Hit by a devastating triple whammy of rising rates, falling house prices and increasing job losses, exposed borrowers in the US started defaulting on their obligations on a massive scale. The result was as predictable as it was savage – plummeting valuations on the associated debt and a liquidity crisis that has closed the money markets to all but the highest quality transactions.

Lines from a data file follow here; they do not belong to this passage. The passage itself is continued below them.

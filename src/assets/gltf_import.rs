//! Conversion of glTF documents into scene-graph fragments,
//! skins and animation clips.

use itertools::izip;

use super::LoadedModel;
use crate::{
    animation::{clip, AnimationClip},
    graphics::mesh::{skin, MeshData, Skin, Vertex},
    math::{uv, Transform},
    scene::{Material, MeshNode, Node, NodeKind},
};

/// Convert an entire parsed document into a scene fragment.
///
/// Mesh nodes that are deformed by the document's skin get a placeholder
/// skin index of 0; the caller re-points it at wherever the skin actually
/// lands in the scene's skin list.
pub(super) fn load_model(doc: &gltf::Document, buffers: &[&[u8]]) -> LoadedModel {
    let mut root = Node::group();
    for scene in doc.scenes() {
        for gltf_node in scene.nodes() {
            root.children.push(load_node(gltf_node, buffers));
        }
    }

    LoadedModel {
        root,
        skin: load_skin(doc, buffers),
        clips: load_clips(doc, buffers),
    }
}

fn load_node(gltf_node: gltf::Node<'_>, buffers: &[&[u8]]) -> Node {
    let mut node = Node::group();
    node.name = gltf_node.name().map(String::from);
    node.transform = Transform::from_parts(gltf_node.transform().decomposed());

    // a glTF mesh is a list of primitives; each becomes its own mesh node
    // so that every drawable carries exactly one material
    if let Some(gltf_mesh) = gltf_node.mesh() {
        let skinned = gltf_node.skin().is_some();
        for gltf_prim in gltf_mesh.primitives() {
            let mut mesh = MeshNode::new(
                load_primitive(&gltf_prim, buffers),
                load_material(&gltf_prim.material()),
            );
            if skinned {
                mesh.skin = Some(0);
            }
            let mut mesh_node = Node::new(NodeKind::Mesh(mesh));
            mesh_node.name = gltf_mesh.name().map(String::from);
            node.children.push(mesh_node);
        }
    }

    for child in gltf_node.children() {
        node.children.push(load_node(child, buffers));
    }
    node
}

fn load_primitive(gltf_prim: &gltf::Primitive<'_>, buffers: &[&[u8]]) -> MeshData {
    // helper for constructing gltf readers
    let read_buf = |b: gltf::Buffer| Some(&buffers[b.index()][..b.length()]);
    let reader = gltf_prim.reader(read_buf);

    let positions: Vec<[f32; 3]> = reader
        .read_positions()
        .expect("glTF mesh must have vertices")
        .collect();
    let normals: Vec<[f32; 3]> = match reader.read_normals() {
        Some(normals) => normals.collect(),
        None => vec![[0.0, 1.0, 0.0]; positions.len()],
    };
    let joints = reader.read_joints(0);
    let weights = reader.read_weights(0);

    let vertices: Vec<Vertex> = match (joints, weights) {
        (Some(joints), Some(weights)) => {
            izip!(positions, normals, joints.into_u16(), weights.into_f32())
                .map(|(position, normal, joints, weights)| Vertex {
                    position: position.into(),
                    normal: normal.into(),
                    joints,
                    weights: weights.into(),
                })
                .collect()
        }
        _ => izip!(positions, normals)
            .map(|(position, normal)| Vertex {
                position: position.into(),
                normal: normal.into(),
                joints: [0; 4],
                weights: [0.0; 4].into(),
            })
            .collect(),
    };

    let indices: Vec<u32> = match reader.read_indices() {
        Some(indices) => indices.into_u32().collect(),
        None => (0..vertices.len() as u32).collect(),
    };

    MeshData { vertices, indices }
}

fn load_material(gltf_mat: &gltf::Material<'_>) -> Material {
    let base_color = gltf_mat.pbr_metallic_roughness().base_color_factor();
    Material {
        base_color,
        double_sided: gltf_mat.double_sided(),
        transparent: matches!(gltf_mat.alpha_mode(), gltf::material::AlphaMode::Blend),
        opacity: base_color[3],
        depth_write: true,
    }
}

/// Load a skin from a glTF document.
///
/// Returns None if there are no skins in the document.
/// Otherwise, returns the first one;
/// neither model here has more than one.
fn load_skin(doc: &gltf::Document, buffers: &[&[u8]]) -> Option<Skin> {
    let read_buf = |b: gltf::Buffer| Some(&buffers[b.index()][..b.length()]);

    let gltf_skin = doc.skins().next()?;
    let mut skin = Skin {
        root_transform: uv::Mat4::identity(),
        joints: Vec::new(),
    };

    // inverse bind matrices; if they're not provided
    // they are premultiplied into vertices and identity is correct
    let reader = gltf_skin.reader(read_buf);
    let mut inv_binds = reader.read_inverse_bind_matrices();
    skin.joints = gltf_skin
        .joints()
        .map(|joint| skin::Joint {
            name: joint.name().map(String::from),
            // parents will be computed once we have all joints
            parent_idx: None,
            inv_bind_matrix: inv_binds
                .as_mut()
                .and_then(|invs| invs.next())
                .map(uv::Mat4::from)
                .unwrap_or_else(uv::Mat4::identity),
            local_pose: Transform::from_parts(joint.transform().decomposed()),
            joint_matrix: uv::Mat4::identity(),
        })
        .collect();

    // joint parents
    for (parent_idx, joint) in gltf_skin.joints().enumerate() {
        for child in joint.children() {
            let child_gltf_id = child.index();
            if let Some((child_joint_idx, _)) = gltf_skin
                .joints()
                .enumerate()
                .find(|(_, joint)| joint.index() == child_gltf_id)
            {
                skin.joints[child_joint_idx].parent_idx = Some(parent_idx);
            }
        }
    }

    // root transform of the skin:
    // traverse the node hierarchy for nodes above the root joint,
    // because the inverse bind matrices in glTF are relative to the scene root
    // and we want them relative to the skin root
    if let Some(mut curr_search_node) = gltf_skin.joints().next() {
        loop {
            let parent = doc.nodes().find(|node| {
                node.children()
                    .any(|child| child.index() == curr_search_node.index())
            });
            if let Some(parent) = parent {
                skin.root_transform =
                    skin.root_transform * uv::Mat4::from(parent.transform().matrix());
                curr_search_node = parent;
            } else {
                break;
            }
        }
    }

    // evaluate the initial joint matrices
    // in case the skin is used without any animation playing
    skin.update_joint_matrices();

    Some(skin)
}

/// Load every animation in the document as a clip
/// targeting joints of the document's (first) skin.
/// Channels that don't target a joint of that skin are skipped.
fn load_clips(doc: &gltf::Document, buffers: &[&[u8]]) -> Vec<AnimationClip> {
    let read_buf = |b: gltf::Buffer| Some(&buffers[b.index()][..b.length()]);

    let Some(gltf_skin) = doc.skins().next() else {
        return Vec::new();
    };

    let mut clips = Vec::new();
    for gltf_anim in doc.animations() {
        let channels = gltf_anim
            .channels()
            .filter_map(|gltf_chan| {
                use gltf::animation::util::ReadOutputs as Out;
                use gltf::animation::Interpolation as Interp;
                use gltf::animation::Property as Prop;

                let target = gltf_chan.target();
                let (target_joint, _) = gltf_skin
                    .joints()
                    .enumerate()
                    .find(|(_, joint)| joint.index() == target.node().index())?;

                let property = match target.property() {
                    Prop::Translation => clip::AnimatedProperty::Translation,
                    Prop::Rotation => clip::AnimatedProperty::Rotation,
                    Prop::Scale => clip::AnimatedProperty::Scale,
                    // neither model animates morph target weights
                    Prop::MorphTargetWeights => return None,
                };

                let chan_reader = gltf_chan.reader(read_buf);
                let inputs = chan_reader
                    .read_inputs()
                    .expect("Channel with no inputs")
                    .collect();
                let mut outputs: Vec<f32> = Vec::new();
                match chan_reader.read_outputs().expect("Channel with no outputs") {
                    Out::Translations(t) => outputs.extend(t.flatten()),
                    Out::Rotations(r) => outputs.extend(r.into_f32().flatten()),
                    Out::Scales(s) => outputs.extend(s.flatten()),
                    Out::MorphTargetWeights(_) => return None,
                }

                Some(clip::Channel {
                    target: clip::Target::Joint {
                        id: target_joint,
                        property,
                    },
                    ty: match target.property() {
                        Prop::Rotation => clip::ChannelType::Rotor3,
                        _ => clip::ChannelType::Vector3,
                    },
                    interpolation: match gltf_chan.sampler().interpolation() {
                        Interp::Linear => clip::InterpolationMode::Linear,
                        Interp::Step => clip::InterpolationMode::Step,
                        Interp::CubicSpline => clip::InterpolationMode::CubicSpline,
                    },
                    keyframe_ts: inputs,
                    data: outputs,
                })
            })
            .collect();

        clips.push(AnimationClip::new(
            gltf_anim.name().map(String::from),
            channels,
        ));
    }
    clips
}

The impact has since spread to embrace the UK on a scale that was completely unforeseen, but particularly in the specialist lending sector. The result is a battered marketplace that only two months ago appeared glowingly confident of its continued success and even invulnerability. The question now is how quickly we can expect a return to normality.
Funding options
Pre-credit crunch, lenders had access to a number of funding options. These included retail deposits, wholesale loans, covered bonds, whole loan sales and securitisation. The particular method by which a lender chose to fund its activities depended on a number of factors, such as its business model and credit rating.
Traditional lenders with a retail-based distribution, such as high-street banks and building societies, have historically relied on a mix of customer deposits and loans from the money markets. Indeed, being mutual organisations, building societies are required by law to ensure that at least 50 per cent of their funding derives from their savers.
Retail deposits are the simplest way to fund lending. An upward adjustment between the rate of interest paid to savers and that charged to borrowers provides the all-important margin. But it works best when there is a plentiful supply of funds at an acceptable price.
This has become more difficult to achieve in a highly competitive retail savings sector, and is one reason why banks and building societies also use wholesale loans from the financial markets to bolster their funding. These are usually short-term loans linked to the London Inter-Bank Offered Rate.
Lenders who do not have access to a reliable or established retail deposit source, or who cannot access funds from the money markets at an appropriate cost, have been forced to look elsewhere. From this, a number of alternative methods of funding have become increasingly mainstream.
Whole loan sales are simply the packaging of loans for sale to a third party. The purchaser acquires assets and the attendant risk, while the seller receives upfront cash and a freeing-up of its balance sheet. The latter often retains responsibility for servicing the portfolio post-sale.
A relatively new method of funding is that offered by covered bonds. The process involves bundling together a tranche of mortgage assets as collateral for raising funds via a bond sale.
However, the assets remain on the lender’s balance sheet and only become transferable to the bondholders in the event the lender defaults on its contractual obligations. This has been thought unlikely given that covered bond issuances have been most popular with providers of prime mortgages achieving AAA ratings. But recent events have cast doubt over the reliability of such ratings.
The appeal of securitisation
Perhaps more familiar is securitisation which originated in the US non-conforming market in the1960s as part of a public policy initiative to increase the funds available for residential mortgages. It was adopted in the UK in the mid-1990s by the new generation of specialist lenders, and has since proved instrumental in fuelling the growth of the non-conforming market. It has been widely used by most specialist and many mainstream lenders.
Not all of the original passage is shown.